Travel: Modernity Meets Ancient Charm In Casablanca

Casablanca sign at Mohammed V Square. Photo by Debbie Stone

Arab League Park. Photo by Debbie Stone

By DEBBIE STONE
Santa Fe
For the Los Alamos Daily Post

Casablanca is Morocco’s largest city and economic hub, boasting a major port, but many travelers bypass it, using it only as their entrance and exit point in the country. Perhaps this is because its modern appearance doesn’t fit their romanticized vision of Morocco, lacking the allure of beloved tourist hot spots like Marrakesh or Fes.

During my recent trip to this North African country, I decided to spend two days in Casablanca to check it out and form my own opinion. And I’m glad I did, as I discovered that the “White City,” as it’s known for its many whitewashed buildings, is a vibrant metropolis with a cosmopolitan feel and an intriguing blend between old and new. Not to mention its key location along the Atlantic Coast, which offers a picturesque seaside backdrop and plenty of beaches.

The most significant and iconic site in Casablanca is the Hassan II Mosque. This famed house of worship was built on a platform partially extending over the ocean to reflect a connection to the sea and nature.

It’s an impressive place due to its grand size and has the distinction of being Africa’s largest mosque, as well as the seventh largest in the world. There’s space for 25,000 worshippers inside and 80,000 on the grounds outside. Its towering minaret is also notable, as it’s the second highest in the world at almost 300 feet tall. Atop it sits three round balls representing the three major world religions – Judaism, Christianity and Islam – a common feature on many mosques.

Commissioned by King Hassan II (the father of Mohammed VI, the current king) in 1986 and completed in 1993, the mosque was designed by French architect Michel Pinseau. It’s a showcase of Moroccan artistry and architectural expertise. Remarkably, a bulk of it was funded by a public subscription campaign. Millions of Moroccans around the globe contributed to the project, demonstrating dedicated commitment.

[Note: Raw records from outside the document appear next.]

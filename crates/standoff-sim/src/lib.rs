//! The authoritative simulation (§3, §4): session construction, the per-tick
//! systems, end-of-game scoring, and the `SimulationEngine` that orchestrates
//! them. `standoff-server` is the only intended caller — everything here
//! operates on an in-process `GameSession`, with no networking concerns.

pub mod endgame;
pub mod engine;
pub mod session_setup;
pub mod systems;

pub use engine::{SimulationEngine, TickOutput};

This mosque is the only one in the country that non-Muslims can enter and tours are strictly regulated. While waiting for our tour to begin, I marveled at the scale of the mosque and its surrounding campus. The building itself is 660 feet long and 330 feet wide and the entire complex is 22 acres, including a hammam (bathhouse), madrassa (Islamic school), museum, library and conference center.

The immensity of the mosque is overwhelming once you step inside. After removing our shoes, we were introduced to our tour guide, an older gentleman who wore dark glasses. He told us that he had “problems with his eyes, but not with his mouth.” A young man led him by the elbow around the mosque while he proceeded to regale us with historical and cultural details about the place. He also offered insight into the religious traditions and practices of Islam.

The prayer hall is split into three long areas separated by archways. At each end of the building are large doors with numerous decorative windows above them. And at the east end of the hall, which faces Mecca, is the area where the imam stands during prayers. Off to his right is a raised wooden pulpit where he delivers his sermon during Friday prayers.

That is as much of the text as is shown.